What to do =
Where the word "greetings" occurs in a line of the data, return the whole line.

Stored data entries
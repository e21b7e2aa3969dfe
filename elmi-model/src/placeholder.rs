//! Placeholder extraction from translation values.

use std::{collections::HashSet, sync::LazyLock};

use regex::Regex;

use crate::{
    Parameter, StructureError,
    sanitize::{self, SanitizeError},
};

/// `{{name}}` markers, matched lazily so adjacent placeholders stay separate.
static PLACEHOLDER: LazyLock<Regex> =
    LazyLock::new(|| Regex::new(r"(?s)\{\{(.*?)\}\}").expect("placeholder pattern is valid"));

/// Extracts the placeholder parameters of a translation value.
///
/// Parameters come back in first-occurrence order. Placeholders whose names
/// sanitize to an identifier already seen are dropped, keeping the first raw
/// form. Blank placeholders such as `{{ }}` are ignored.
///
/// ```
/// use elmi18n_model::{Parameter, extract_parameters};
///
/// let params = extract_parameters("Hi {{name}}, {{ name }} and {{}}", "greeting").unwrap();
/// assert_eq!(params, [Parameter::new("name", "name")]);
/// ```
pub fn extract_parameters(value: &str, raw_path: &str) -> Result<Vec<Parameter>, StructureError> {
    let mut parameters: Vec<Parameter> = Vec::new();
    let mut seen = HashSet::new();

    for captures in PLACEHOLDER.captures_iter(value) {
        let raw_name = &captures[1];
        let name = match sanitize::identifier(raw_name) {
            Ok(name) => name,
            Err(SanitizeError::Blank) => continue,
            Err(SanitizeError::Invalid) => {
                return Err(StructureError::InvalidParameter {
                    raw_name: raw_name.to_string(),
                    raw_path: raw_path.to_string(),
                });
            }
        };

        if seen.insert(name.clone()) {
            parameters.push(Parameter::new(name, raw_name));
        }
    }

    Ok(parameters)
}

#[cfg(test)]
mod tests {
    use super::*;

    fn names(value: &str) -> Vec<(String, String)> {
        extract_parameters(value, "test")
            .unwrap()
            .into_iter()
            .map(|p| (p.name, p.raw_name))
            .collect()
    }

    fn pair(name: &str, raw: &str) -> (String, String) {
        (name.to_string(), raw.to_string())
    }

    #[test]
    fn test_no_placeholders() {
        assert!(names("Hello").is_empty());
        assert!(names("").is_empty());
        assert!(names("{single} braces { {spaced} }").is_empty());
    }

    #[test]
    fn test_first_occurrence_order() {
        assert_eq!(
            names("Hello {{firstname}} {{middlename}} {{lastname}}!"),
            [
                pair("firstname", "firstname"),
                pair("middlename", "middlename"),
                pair("lastname", "lastname"),
            ]
        );
    }

    #[test]
    fn test_duplicates_collapse() {
        assert_eq!(
            names("test {{param1}} {{param2}} {{param1}} this"),
            [pair("param1", "param1"), pair("param2", "param2")]
        );
    }

    #[test]
    fn test_duplicates_collapse_after_sanitizing() {
        assert_eq!(
            names("{{ Name }} then {{name}} then {{NAME}}"),
            [pair("name", " Name "), pair("nAME", "NAME")]
        );
    }

    #[test]
    fn test_raw_name_is_kept_verbatim() {
        assert_eq!(names("some {{  p1  }} value"), [pair("p1", "  p1  ")]);
        assert_eq!(
            names("some {{P1-abc_def ghi}} value"),
            [pair("p1AbcDefGhi", "P1-abc_def ghi")]
        );
    }

    #[test]
    fn test_blank_placeholders_are_ignored() {
        assert!(names("some {{}} value {{  }}").is_empty());
        assert!(names("some {{   \t   }} value").is_empty());
    }

    #[test]
    fn test_leading_digit() {
        assert_eq!(
            names("some {{56}} {{78}} value"),
            [pair("t56", "56"), pair("t78", "78")]
        );
    }

    #[test]
    fn test_invalid_placeholder() {
        let err = extract_parameters("some {{!^&£$}} value", "greetings.test").unwrap_err();
        assert_eq!(
            err,
            StructureError::InvalidParameter {
                raw_name: "!^&£$".to_string(),
                raw_path: "greetings.test".to_string(),
            }
        );
        assert_eq!(err.to_string(), "'!^&£$' is not a valid parameter name.");
    }
}
mod check;
mod completions;
mod generate;

use check::CheckCommand;
use clap::{ArgAction, Parser, Subcommand};
use completions::CompletionsCommand;
use eyre::Result;
use generate::GenerateCommand;

/// Extension trait for exiting on translation or config errors with pretty formatting
pub(crate) trait UnwrapOrExit<T> {
    fn unwrap_or_exit(self) -> T;
}

impl<T> UnwrapOrExit<T> for elmi18n_model::Result<T> {
    fn unwrap_or_exit(self) -> T {
        match self {
            Ok(v) => v,
            Err(e) => {
                eprintln!("{:?}", miette::Report::new(*e));
                std::process::exit(1);
            }
        }
    }
}

#[derive(Parser)]
#[command(name = "elmi")]
#[command(version)]
#[command(about = "Generate Elm translation accessors from i18next JSON files")]
pub(crate) struct Cli {
    /// Increase log verbosity (-v info, -vv debug, -vvv trace)
    #[arg(short, long, action = ArgAction::Count, global = true)]
    verbose: u8,

    #[command(subcommand)]
    command: Commands,
}

impl Cli {
    pub fn verbosity(&self) -> u8 {
        self.verbose
    }

    pub fn run(&self) -> Result<()> {
        match &self.command {
            Commands::Generate(cmd) => cmd.run(),
            Commands::Check(cmd) => cmd.run(),
            Commands::Completions(cmd) => cmd.run(),
        }
    }
}

#[derive(Subcommand)]
enum Commands {
    /// Generate Elm modules from a translation file
    Generate(GenerateCommand),

    /// Validate a translation file without generating code
    Check(CheckCommand),

    /// Generate shell completions
    Completions(CompletionsCommand),
}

Answer section =
        let err = extract_parameters("some {{!^&£$}} value", "greetings.test").unwrap_err();
                raw_path: "greetings.test".to_string(),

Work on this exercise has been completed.